No go. Because again, the inode (physical memory) is coupled to the virtual machine
as a thing, not to a "struct kvm". Or more concretely, the inode is coupled to an
ASID or an HKID, and there can be multiple "struct kvm" objects associated with a
single ASID. And at some point in the future, I suspect we'll have multiple KVM
objects per HKID too.
The current SEV use case is for the migration helper, where two KVM objects share
a single ASID (the "real" VM and the helper). I suspect TDX will end up with
similar behavior where helper "VMs" can use the HKID of the "real" VM. For KVM,
that means multiple struct kvm objects being associated with a single HKID.
To prevent use-after-free, KVM "just" needs to ensure the helper instances can't
outlive the real instance, i.e. can't use the HKID/ASID after the owning virtual
machine has been destroyed.
To put it differently, "struct kvm" is a KVM software construct that _usually_,
but not always, is associated 1:1 with a virtual machine.
And FWIW, stashing the pointer without holding a reference would not be a complete
solution, because it couldn't guard against KVM reusing a pointer.
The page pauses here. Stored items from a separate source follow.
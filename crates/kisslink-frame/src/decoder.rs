use std::time::{Duration, Instant};

use bytes::{Buf, BufMut, Bytes, BytesMut};
use tracing::{debug, trace, warn};

use crate::ax25::HEADER_SIZE;
use crate::kiss::{command_name, CMD_DATA, CMD_READY, CMD_UNKNOWN, FEND, FESC, TFEND, TFESC};

/// Default maximum payload size per frame, excluding the address header.
pub const DEFAULT_MTU: usize = 564;

/// Events produced while decoding the inbound byte stream.
#[derive(Debug, Clone, PartialEq, Eq)]
pub enum DecodeEvent {
    /// A complete data frame, with the 16-byte address header stripped.
    Packet(Bytes),
    /// The device signalled it is ready for the next frame.
    Ready,
}

#[derive(Debug, Clone, Copy, PartialEq, Eq)]
enum State {
    Idle,
    InFrame,
    Escaped,
}

/// Byte-at-a-time KISS frame decoder.
///
/// Frame boundaries are not known in advance and the transport may deliver
/// partial frames across reads, so decoding never operates on a whole
/// buffer: feed one byte at a time with [`Decoder::push`]. Garbage between
/// frames is ignored, oversized frames are truncated, and a stalled partial
/// frame is discarded via [`Decoder::expire_idle`].
#[derive(Debug)]
pub struct Decoder {
    state: State,
    command: u8,
    buf: BytesMut,
    cap: usize,
    dropped: usize,
    last_byte_at: Option<Instant>,
}

impl Decoder {
    /// Create a decoder accepting payloads up to `mtu` bytes plus the
    /// address header.
    pub fn new(mtu: usize) -> Self {
        let cap = mtu + HEADER_SIZE;
        Self {
            state: State::Idle,
            command: CMD_UNKNOWN,
            buf: BytesMut::with_capacity(cap),
            cap,
            dropped: 0,
            last_byte_at: None,
        }
    }

    /// Consume one byte from the stream at time `now`.
    pub fn push(&mut self, byte: u8, now: Instant) -> Option<DecodeEvent> {
        self.last_byte_at = Some(now);

        // FEND handling comes first, even mid-escape: a delimiter always
        // either completes a data frame or resynchronizes the stream.
        if self.state != State::Idle && byte == FEND && self.command == CMD_DATA {
            let event = self.finish_frame();
            self.state = State::Idle;
            self.command = CMD_UNKNOWN;
            return event;
        }
        if byte == FEND {
            self.state = State::InFrame;
            self.command = CMD_UNKNOWN;
            self.buf.clear();
            self.dropped = 0;
            return None;
        }
        if self.state == State::Idle {
            // Noise between frames.
            return None;
        }
        if self.buf.len() >= self.cap {
            self.dropped += 1;
            return None;
        }
        if self.command == CMD_UNKNOWN {
            // First byte after the delimiter. The high nibble selects a
            // hardware HDLC port; single-port assumption, so ignore it.
            self.command = byte & 0x0F;
            trace!(command = command_name(self.command), "frame opened");
            return None;
        }

        match self.command {
            CMD_DATA => {
                if self.state == State::Escaped {
                    let mapped = match byte {
                        TFEND => FEND,
                        TFESC => FESC,
                        other => other,
                    };
                    self.buf.put_u8(mapped);
                    self.state = State::InFrame;
                } else if byte == FESC {
                    self.state = State::Escaped;
                } else {
                    self.buf.put_u8(byte);
                }
                None
            }
            CMD_READY => Some(DecodeEvent::Ready),
            _ => None,
        }
    }

    /// Consume a run of bytes received at the same time, collecting events.
    pub fn feed(&mut self, bytes: &[u8], now: Instant) -> Vec<DecodeEvent> {
        bytes.iter().filter_map(|&b| self.push(b, now)).collect()
    }

    /// Discard a partial frame if no byte has arrived for `timeout`.
    ///
    /// Guards against a transport glitch leaving the parser stuck
    /// mid-frame. Returns true if a partial frame was discarded.
    pub fn expire_idle(&mut self, now: Instant, timeout: Duration) -> bool {
        if self.buf.is_empty() {
            return false;
        }
        match self.last_byte_at {
            Some(last) if now.duration_since(last) > timeout => {
                debug!(
                    buffered = self.buf.len(),
                    "discarding stalled partial frame"
                );
                self.reset();
                true
            }
            _ => false,
        }
    }

    /// Return to the initial state, dropping any buffered bytes.
    pub fn reset(&mut self) {
        self.state = State::Idle;
        self.command = CMD_UNKNOWN;
        self.buf.clear();
        self.dropped = 0;
        self.last_byte_at = None;
    }

    /// Whether a frame is currently being accumulated.
    pub fn has_partial(&self) -> bool {
        !self.buf.is_empty()
    }

    fn finish_frame(&mut self) -> Option<DecodeEvent> {
        if self.dropped > 0 {
            warn!(
                dropped = self.dropped,
                cap = self.cap,
                "oversized frame truncated"
            );
            self.dropped = 0;
        }
        if self.buf.len() <= HEADER_SIZE {
            // Nothing beyond the address header; not a deliverable packet.
            trace!(len = self.buf.len(), "discarding undersized frame");
            self.buf.clear();
            return None;
        }
        let mut frame = self.buf.split();
        frame.advance(HEADER_SIZE);
        Some(DecodeEvent::Packet(frame.freeze()))
    }
}

#[cfg(test)]
mod tests {
    use super::*;
    use crate::ax25::{encode_header, Ax25Address};
    use crate::kiss::data_frame;

    fn body_for(payload: &[u8]) -> Vec<u8> {
        let dst = Ax25Address::new("APZRNS", 0).unwrap();
        let src = Ax25Address::new("ABCDE", 1).unwrap();
        let mut body = encode_header(&dst, &src);
        body.extend_from_slice(payload);
        body
    }

    fn decode_all(decoder: &mut Decoder, bytes: &[u8]) -> Vec<DecodeEvent> {
        decoder.feed(bytes, Instant::now())
    }

    #[test]
    fn roundtrip_through_build_and_parse() {
        // Payload exercising both reserved bytes and plain data.
        let payload = [0x01, FEND, 0x02, FESC, TFEND, TFESC, 0xFF, 0x00];
        let wire = data_frame(CMD_DATA, &body_for(&payload));

        let mut decoder = Decoder::new(DEFAULT_MTU);
        let events = decode_all(&mut decoder, &wire);

        assert_eq!(events, vec![DecodeEvent::Packet(Bytes::copy_from_slice(&payload))]);
    }

    #[test]
    fn delivers_exactly_one_packet_per_frame() {
        let wire = data_frame(CMD_DATA, &body_for(b"hi"));

        let mut decoder = Decoder::new(DEFAULT_MTU);
        let events = decode_all(&mut decoder, &wire);

        assert_eq!(events.len(), 1);
        assert_eq!(events[0], DecodeEvent::Packet(Bytes::from_static(b"hi")));
    }

    #[test]
    fn strips_address_header() {
        let wire = data_frame(CMD_DATA, &body_for(b"payload"));
        let mut decoder = Decoder::new(DEFAULT_MTU);

        let events = decode_all(&mut decoder, &wire);
        match &events[0] {
            DecodeEvent::Packet(p) => assert_eq!(p.as_ref(), b"payload"),
            other => panic!("unexpected event {other:?}"),
        }
    }

    #[test]
    fn header_only_frame_is_not_delivered() {
        let wire = data_frame(CMD_DATA, &body_for(b""));
        let mut decoder = Decoder::new(DEFAULT_MTU);
        assert!(decode_all(&mut decoder, &wire).is_empty());
    }

    #[test]
    fn ignores_noise_between_frames() {
        let mut wire = vec![0x55, 0xAA, 0x13];
        wire.extend_from_slice(&data_frame(CMD_DATA, &body_for(b"ok")));
        wire.extend_from_slice(&[0x99, 0x11]);

        let mut decoder = Decoder::new(DEFAULT_MTU);
        let events = decode_all(&mut decoder, &wire);
        assert_eq!(events, vec![DecodeEvent::Packet(Bytes::from_static(b"ok"))]);
    }

    #[test]
    fn tolerates_split_delivery() {
        let wire = data_frame(CMD_DATA, &body_for(b"split"));
        let (a, b) = wire.split_at(wire.len() / 2);

        let mut decoder = Decoder::new(DEFAULT_MTU);
        let now = Instant::now();
        let mut events = decoder.feed(a, now);
        events.extend(decoder.feed(b, now));

        assert_eq!(events, vec![DecodeEvent::Packet(Bytes::from_static(b"split"))]);
    }

    #[test]
    fn back_to_back_frames_share_a_delimiter_boundary() {
        let mut wire = data_frame(CMD_DATA, &body_for(b"one")).to_vec();
        wire.extend_from_slice(&data_frame(CMD_DATA, &body_for(b"two")));

        let mut decoder = Decoder::new(DEFAULT_MTU);
        let events = decode_all(&mut decoder, &wire);

        assert_eq!(
            events,
            vec![
                DecodeEvent::Packet(Bytes::from_static(b"one")),
                DecodeEvent::Packet(Bytes::from_static(b"two")),
            ]
        );
    }

    #[test]
    fn ready_command_emits_one_event_per_signal() {
        let wire = [FEND, CMD_READY, 0x01, FEND];
        let mut decoder = Decoder::new(DEFAULT_MTU);
        let events = decode_all(&mut decoder, &wire);
        assert_eq!(events, vec![DecodeEvent::Ready]);
    }

    #[test]
    fn port_nibble_is_ignored() {
        // Command byte 0x90: port 9, command 0 (data).
        let body = body_for(b"port");
        let mut wire = vec![FEND, 0x90];
        wire.extend_from_slice(&crate::kiss::escape(&body));
        wire.push(FEND);

        let mut decoder = Decoder::new(DEFAULT_MTU);
        let events = decode_all(&mut decoder, &wire);
        assert_eq!(events, vec![DecodeEvent::Packet(Bytes::from_static(b"port"))]);
    }

    #[test]
    fn config_command_frames_produce_no_events() {
        let wire = [FEND, 0x01, 0x23, FEND, FEND, 0x05, 0x01, FEND];
        let mut decoder = Decoder::new(DEFAULT_MTU);
        assert!(decode_all(&mut decoder, &wire).is_empty());
    }

    #[test]
    fn oversized_frame_is_truncated_not_overflowed() {
        let mtu = 8;
        let payload = vec![0x42u8; 64];
        let wire = data_frame(CMD_DATA, &body_for(&payload));

        let mut decoder = Decoder::new(mtu);
        let events = decode_all(&mut decoder, &wire);

        assert_eq!(events.len(), 1);
        match &events[0] {
            DecodeEvent::Packet(p) => {
                assert_eq!(p.len(), mtu);
                assert!(p.iter().all(|&b| b == 0x42));
            }
            other => panic!("unexpected event {other:?}"),
        }
    }

    #[test]
    fn idle_timeout_discards_partial_frame() {
        let wire = data_frame(CMD_DATA, &body_for(b"stuck"));
        let start = Instant::now();

        let mut decoder = Decoder::new(DEFAULT_MTU);
        // Feed all but the closing delimiter.
        decoder.feed(&wire[..wire.len() - 1], start);
        assert!(decoder.has_partial());

        // Not yet expired.
        assert!(!decoder.expire_idle(start + Duration::from_millis(50), Duration::from_millis(100)));
        assert!(decoder.has_partial());

        // Expired; buffer discarded and parser back to idle.
        assert!(decoder.expire_idle(start + Duration::from_millis(200), Duration::from_millis(100)));
        assert!(!decoder.has_partial());

        // A fresh frame decodes cleanly afterwards.
        let events = decoder.feed(&wire, start + Duration::from_millis(300));
        assert_eq!(events, vec![DecodeEvent::Packet(Bytes::from_static(b"stuck"))]);
    }

    #[test]
    fn expire_idle_is_inert_with_empty_buffer() {
        let mut decoder = Decoder::new(DEFAULT_MTU);
        assert!(!decoder.expire_idle(Instant::now(), Duration::from_millis(100)));
    }

    #[test]
    fn truncated_frame_never_reaches_the_owner() {
        // A frame cut off mid-header is terminated by the next delimiter
        // and silently discarded; the stream resynchronizes on the frame
        // after that.
        let broken = &data_frame(CMD_DATA, &body_for(b"broken"))[..10];
        let good = data_frame(CMD_DATA, &body_for(b"good"));

        let mut decoder = Decoder::new(DEFAULT_MTU);
        let now = Instant::now();
        let mut events = decoder.feed(broken, now);
        events.extend(decoder.feed(&good, now));
        events.extend(decoder.feed(&good, now));

        assert_eq!(events, vec![DecodeEvent::Packet(Bytes::from_static(b"good"))]);
    }
}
E.g. if a
struct kvm was unbound and then freed, KVM could reuse the same memory for a new
struct kvm, with a different ASID/HKID, and get a false negative on the rebinding
check.
I agree that inode (physical memory) is coupled to the virtual machine
as a more generic concept.
I was hoping that in the absence of CC hardware providing a HKID/ASID,
the struct kvm pointer could act as a representation of the "virtual
machine". You're definitely right that KVM could reuse a pointer and so
that idea doesn't stand.
I thought about generating UUIDs to represent "virtual machines" in the
absence of CC hardware, and this UUID could be transferred during
intra-host migration, but this still doesn't take host userspace out of
the TCB. A malicious host VMM could just use the migration ioctl to copy
the UUID to a malicious dumper VM, which would then pass checks with a
gmem file linked to the malicious dumper VM. This is fine for HKID/ASIDs
because the memory is encrypted; with UUIDs there's no memory
encryption.
I don't understand what problem you're trying to solve. I don't see a need to
provide a single concrete representation/definition of a "virtual machine". E.g.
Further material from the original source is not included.